Personal information
- Full name: Thea Helene Gammelgaard Sørbo
- Date of birth: 28 March 2003 (age 23)
- Position: Right-back

Team information
- Current team: FC Rosengård
- Number: 7

Youth career
- Nesodden IF
- Lyn

Senior career*
- Years: Team / Apps / (Gls)
- 2020–2022: Kolbotn / 39 / (0)
- 2023–2025: Hammarby IF / 35 / (2)
- 2025: → UD Tenerife (loan) / 13 / (0)
- 2025–: FC Rosengård / 0 / (0)

International career^{‡}
- 2018: Norway U15 / 1 / (0)
- 2019: Norway U16 / 15 / (3)
- 2020: Norway U17 / 2 / (0)
- 2021–2022: Norway U19 / 14 / (2)
- 2022–: Norway U23 / 6 / (0)
- 2023–: Norway / 1 / (0)

= Thea Sørbo =

Norwegian football player (born 2003)

Thea Helene Gammelgaard Sørbo (born 28 March 2003) is a Norwegian footballer who plays as a right-back for the Swedish club Rosengård and the Norway national team.

==Club career==
===Kolbotn===
Sørbo played youth and junior football in Nesoddens IF and Lyn. In 2019, she made her debut in senior football, making nine appearances for Lyn's 2nd team in the Norwegian Second Division, the domestic third tier.

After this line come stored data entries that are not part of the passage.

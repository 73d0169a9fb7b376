//! The [`Keychain`] trait and its two backends.
//!
//! - [`EncryptedKeychain`] seals every value with AES-256-GCM under a key
//!   held by a [`SymmetricKeyProvider`](crate::provider::SymmetricKeyProvider).
//! - [`LegacyKeychain`] stores values as plain text and exists for devices
//!   whose key provider fails the self-test.
//!
//! Callers normally obtain a keychain from
//! [`KeychainFactory`](crate::factory::KeychainFactory), which picks the
//! backend per namespace.

mod encrypted;
mod legacy;

pub use encrypted::EncryptedKeychain;
pub use legacy::LegacyKeychain;

use crate::error::Result;
use crate::reserved;

/// Per-namespace string → bytes store.
///
/// Every operation on one namespace is serialised; a read interleaved with
/// a write observes either the state before or after the write. Operations
/// naming a reserved key fail with
/// [`KeychainError::ReservedKey`](crate::KeychainError::ReservedKey) and
/// leave the store untouched.
pub trait Keychain: Send + Sync {
    /// The namespace identifier.
    fn identifier(&self) -> &str;

    /// Whether values are encrypted at rest.
    fn is_encrypted(&self) -> bool;

    /// Whether `key` is reserved for keychain metadata.
    fn is_reserved_key(&self, key: &str) -> bool {
        reserved::is_reserved_key(key)
    }

    /// Whether [`get_bytes`](Self::get_bytes) would return a value.
    fn contains(&self, key: &str) -> Result<bool>;

    /// Read the bytes stored under `key`.
    ///
    /// `Ok(None)` covers every "no value" case: no entry, an entry that
    /// cannot be opened, or a key provider that cannot supply a key.
    fn get_bytes(&self, key: &str) -> Result<Option<Vec<u8>>>;

    /// Store `value` under `key`.
    fn put_bytes(&self, key: &str, value: &[u8]) -> Result<()>;

    /// Remove the entry under `key`. Removing a missing key is not an error.
    fn remove(&self, key: &str) -> Result<()>;

    /// Remove every user entry of the namespace.
    fn remove_all(&self) -> Result<()>;

    /// Keys of every user entry, sorted. Reserved keys are never listed.
    fn keys(&self) -> Result<Vec<String>>;

    /// Read the value under `key` as UTF-8 text. Malformed sequences are
    /// replaced with U+FFFD.
    fn get_text(&self, key: &str) -> Result<Option<String>> {
        Ok(self
            .get_bytes(key)?
            .map(|bytes| String::from_utf8_lossy(&bytes).into_owned()))
    }

    /// Store `text` under `key` as its UTF-8 bytes.
    fn put_text(&self, key: &str, text: &str) -> Result<()> {
        self.put_bytes(key, text.as_bytes())
    }

    /// Store `value`, or remove the entry when `value` is `None`.
    fn put_optional_bytes(&self, key: &str, value: Option<&[u8]>) -> Result<()> {
        match value {
            Some(bytes) => self.put_bytes(key, bytes),
            None => self.remove(key),
        }
    }

    /// Store `text`, or remove the entry when `text` is `None`.
    fn put_optional_text(&self, key: &str, text: Option<&str>) -> Result<()> {
        match text {
            Some(text) => self.put_text(key, text),
            None => self.remove(key),
        }
    }
}
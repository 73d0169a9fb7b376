//! Per-namespace preference handle and its batch editor.
//!
//! A [`Preferences`] value reads entries of one namespace. Every mutation
//! goes through an [`Editor`], which buffers changes and commits them in a
//! single SQLite transaction on [`Editor::apply`]. Readers therefore observe
//! either the whole batch or none of it.

use std::collections::{BTreeMap, BTreeSet};

use rusqlite::types::Value;
use rusqlite::{OptionalExtension, params};
use tracing::debug;

use crate::db::PreferenceStore;
use crate::error::{PrefsError, PrefsResult};
use crate::value::PrefValue;

/// Handle on a single namespace of a [`PreferenceStore`].
#[derive(Debug, Clone)]
pub struct Preferences {
    store: PreferenceStore,
    namespace: String,
}

impl Preferences {
    pub(crate) fn new(store: PreferenceStore, namespace: String) -> Self {
        Self { store, namespace }
    }

    /// The namespace this handle reads and writes.
    pub fn namespace(&self) -> &str {
        &self.namespace
    }

    /// Read the value stored under `key`, of any kind.
    pub fn get(&self, key: &str) -> PrefsResult<Option<PrefValue>> {
        self.store.with_connection(|conn| {
            let row = conn
                .query_row(
                    "SELECT kind, value FROM preferences WHERE namespace = ?1 AND key = ?2",
                    params![self.namespace, key],
                    |row| Ok((row.get::<_, String>(0)?, row.get::<_, Value>(1)?)),
                )
                .optional()?;
            row.map(|(kind, value)| decode(key, &kind, value)).transpose()
        })
    }

    /// Read a text value. Entries of another kind read as absent.
    pub fn get_text(&self, key: &str) -> PrefsResult<Option<String>> {
        Ok(match self.get(key)? {
            Some(PrefValue::Text(s)) => Some(s),
            _ => None,
        })
    }

    /// Read an integer value, or `default` when the key is absent or holds
    /// another kind.
    pub fn get_int(&self, key: &str, default: i64) -> PrefsResult<i64> {
        Ok(self
            .get(key)?
            .and_then(|v| v.as_int())
            .unwrap_or(default))
    }

    /// Whether any value is stored under `key`.
    pub fn contains(&self, key: &str) -> PrefsResult<bool> {
        self.store.with_connection(|conn| {
            let exists: bool = conn.query_row(
                "SELECT EXISTS(SELECT 1 FROM preferences WHERE namespace = ?1 AND key = ?2)",
                params![self.namespace, key],
                |row| row.get(0),
            )?;
            Ok(exists)
        })
    }

    /// Snapshot every entry of the namespace.
    pub fn get_all(&self) -> PrefsResult<BTreeMap<String, PrefValue>> {
        self.store.with_connection(|conn| {
            let mut stmt = conn.prepare(
                "SELECT key, kind, value FROM preferences WHERE namespace = ?1 ORDER BY key",
            )?;
            let rows = stmt.query_map(params![self.namespace], |row| {
                Ok((
                    row.get::<_, String>(0)?,
                    row.get::<_, String>(1)?,
                    row.get::<_, Value>(2)?,
                ))
            })?;

            let mut out = BTreeMap::new();
            for row in rows {
                let (key, kind, value) = row?;
                let decoded = decode(&key, &kind, value)?;
                out.insert(key, decoded);
            }
            Ok(out)
        })
    }

    /// Start a batch of changes against this namespace.
    pub fn edit(&self) -> Editor<'_> {
        Editor {
            prefs: self,
            clear: false,
            ops: Vec::new(),
        }
    }
}

// ---------------------------------------------------------------------------
// Editor
// ---------------------------------------------------------------------------

enum EditOp {
    Put(String, PrefValue),
    Remove(String),
}

/// Buffered batch of changes to one namespace.
///
/// `clear` is applied before every other change in the batch regardless of
/// the order in which it was requested; puts and removes then run in call
/// order.
pub struct Editor<'a> {
    prefs: &'a Preferences,
    clear: bool,
    ops: Vec<EditOp>,
}

impl Editor<'_> {
    pub fn put(&mut self, key: &str, value: PrefValue) -> &mut Self {
        self.ops.push(EditOp::Put(key.to_string(), value));
        self
    }

    pub fn put_text(&mut self, key: &str, value: &str) -> &mut Self {
        self.put(key, PrefValue::Text(value.to_string()))
    }

    pub fn put_int(&mut self, key: &str, value: i64) -> &mut Self {
        self.put(key, PrefValue::Int(value))
    }

    pub fn put_float(&mut self, key: &str, value: f64) -> &mut Self {
        self.put(key, PrefValue::Float(value))
    }

    pub fn put_bool(&mut self, key: &str, value: bool) -> &mut Self {
        self.put(key, PrefValue::Bool(value))
    }

    pub fn put_text_set(&mut self, key: &str, value: BTreeSet<String>) -> &mut Self {
        self.put(key, PrefValue::TextSet(value))
    }

    pub fn remove(&mut self, key: &str) -> &mut Self {
        self.ops.push(EditOp::Remove(key.to_string()));
        self
    }

    /// Remove every entry of the namespace as the first step of the batch.
    pub fn clear(&mut self) -> &mut Self {
        self.clear = true;
        self
    }

    /// Whether the batch holds no changes.
    pub fn is_empty(&self) -> bool {
        !self.clear && self.ops.is_empty()
    }

    /// Commit the batch atomically. The editor is left empty afterwards.
    ///
    /// # Errors
    ///
    /// Returns [`PrefsError::Sqlite`] if the transaction fails; in that case
    /// none of the buffered changes are visible.
    pub fn apply(&mut self) -> PrefsResult<()> {
        if self.is_empty() {
            return Ok(());
        }

        let clear = std::mem::take(&mut self.clear);
        let ops = std::mem::take(&mut self.ops);
        let namespace = self.prefs.namespace.as_str();

        self.prefs.store.with_connection_mut(|conn| {
            let tx = conn.transaction()?;

            if clear {
                tx.execute(
                    "DELETE FROM preferences WHERE namespace = ?1",
                    params![namespace],
                )?;
            }

            for op in &ops {
                match op {
                    EditOp::Put(key, value) => {
                        tx.execute(
                            "INSERT INTO preferences (namespace, key, kind, value)
                             VALUES (?1, ?2, ?3, ?4)
                             ON CONFLICT(namespace, key)
                             DO UPDATE SET kind = excluded.kind, value = excluded.value",
                            params![namespace, key, value.kind(), encode(value)?],
                        )?;
                    }
                    EditOp::Remove(key) => {
                        tx.execute(
                            "DELETE FROM preferences WHERE namespace = ?1 AND key = ?2",
                            params![namespace, key],
                        )?;
                    }
                }
            }

            tx.commit()?;
            Ok(())
        })?;

        debug!(
            namespace = namespace,
            clear,
            changes = ops.len(),
            "committed preference batch"
        );
        Ok(())
    }
}

// ---------------------------------------------------------------------------
// Value encoding
// ---------------------------------------------------------------------------

fn encode(value: &PrefValue) -> PrefsResult<Value> {
    Ok(match value {
        PrefValue::Text(s) => Value::Text(s.clone()),
        PrefValue::Int(i) => Value::Integer(*i),
        PrefValue::Float(f) => Value::Real(*f),
        PrefValue::Bool(b) => Value::Integer(i64::from(*b)),
        PrefValue::TextSet(set) => Value::Text(serde_json::to_string(set)?),
    })
}

fn decode(key: &str, kind: &str, value: Value) -> PrefsResult<PrefValue> {
    Ok(match (kind, value) {
        ("text", Value::Text(s)) => PrefValue::Text(s),
        ("int", Value::Integer(i)) => PrefValue::Int(i),
        ("float", Value::Real(f)) => PrefValue::Float(f),
        ("float", Value::Integer(i)) => PrefValue::Float(i as f64),
        ("bool", Value::Integer(i)) => PrefValue::Bool(i != 0),
        ("text_set", Value::Text(s)) => PrefValue::TextSet(serde_json::from_str(&s)?),
        (kind, _) => {
            return Err(PrefsError::UnknownKind {
                key: key.to_string(),
                kind: kind.to_string(),
            });
        }
    })
}

// ---------------------------------------------------------------------------
// Tests
// ---------------------------------------------------------------------------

In 2020, she moved to Kolbotn where she made her debut in Toppserien, the domestic top tier. On 14 October 2021, after establishing herself as a starter, she signed her first senior contract with Kolbotn, running until the end of August 2023.

===Hammarby IF===
On 9 January 2023, Sørbo signed a three-year contract with the Swedish club Hammarby IF. On 6 June the same year, Hammarby won the 2022–23 Svenska Cupen. Sørbo appeared in the final, that ended in a 3–0 win at home against BK Häcken. The club also won the 2023 Damallsvenskan, claiming its second Swedish championship after 38 years, with Sørbo making 14 league appearances.

===FC Rosengård===
On 2 August 2025, Sørbo signed a two and a half-year contract with the Swedish club Rosengård.

==International career==
Sørbo has played international matches for the U15, U16, U17, U19, and the U23 national teams of Norway.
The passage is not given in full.